→ **What to do**:
Give the records again, every one, exactly.

→ **Entries supplied**:
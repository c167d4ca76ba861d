//! Tiled Image Loader - A Concrete Tile Source for tiled-image-lib
//!
//! [`CoalescingImageSource`] turns any [`TileFetcher`] into an
//! [`ImageSource`](tiled_image_lib::ImageSource) that runs on tokio:
//!
//! - one fetch per tile, shared by every request for that tile
//! - the fetch is cancelled once the last interested request is cancelled
//! - decoded tiles are kept in an in-memory LRU
//! - raw tile bytes are optionally persisted in a [`DiskTileCache`]
//!
//! [`FsTileFetcher`] reads tiles laid out as `root/<lod>/<layer>/<row>/<column>.<ext>`.

mod cache;
mod coalescing;
mod config;
mod fetcher;
mod fs_fetcher;

pub use cache::DiskTileCache;
pub use coalescing::CoalescingImageSource;
pub use config::LoaderConfig;
pub use fetcher::{FetchProgress, TileFetcher};
pub use fs_fetcher::FsTileFetcher;

use tiled_image_lib::TiledImageError;

/// Error types of the loader
#[derive(Debug, thiserror::Error)]
pub enum LoaderError {
    #[error("I/O error: {0}")]
    Io(#[from] std::io::Error),

    #[error(transparent)]
    Core(#[from] TiledImageError),

    #[error("No tokio runtime is running")]
    NoRuntime,

    #[error("Fetch failed: {0}")]
    Fetch(String),

    #[error("Decode failed: {0}")]
    Decode(String),

    #[error("Load canceled")]
    Canceled,
}

pub type Result<T> = std::result::Result<T, LoaderError>;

→ **Task result**:
repository c167d4ca76ba861d
//! Tiled Image Loader - A Concrete Tile Source for tiled-image-lib
//!
//! [`CoalescingImageSource`] turns any [`TileFetcher`] into an
//! [`ImageSource`](tiled_image_lib::ImageSource) that runs on tokio:
//!
//! - one fetch per tile, shared by every request for that tile
//! - the fetch is cancelled once the last interested request is cancelled
//! - decoded tiles are kept in an in-memory LRU
//! - raw tile bytes are optionally persisted in a [`DiskTileCache`]
//!
//! [`FsTileFetcher`] reads tiles laid out as `root/<lod>/<layer>/<row>/<column>.<ext>`.

mod cache;
mod coalescing;
mod config;
mod fetcher;
mod fs_fetcher;

pub use cache::DiskTileCache;
pub use coalescing::CoalescingImageSource;
pub use config::LoaderConfig;
pub use fetcher::{FetchProgress, TileFetcher};
pub use fs_fetcher::FsTileFetcher;

use tiled_image_lib::TiledImageError;

/// Error types of the loader
#[derive(Debug, thiserror::Error)]
pub enum LoaderError {
    #[error("I/O error: {0}")]
    Io(#[from] std::io::Error),

    #[error(transparent)]
    Core(#[from] TiledImageError),

    #[error("No tokio runtime is running")]
    NoRuntime,

    #[error("Fetch failed: {0}")]
    Fetch(String),

    #[error("Decode failed: {0}")]
    Decode(String),

    #[error("Load canceled")]
    Canceled,
}

pub type Result<T> = std::result::Result<T, LoaderError>;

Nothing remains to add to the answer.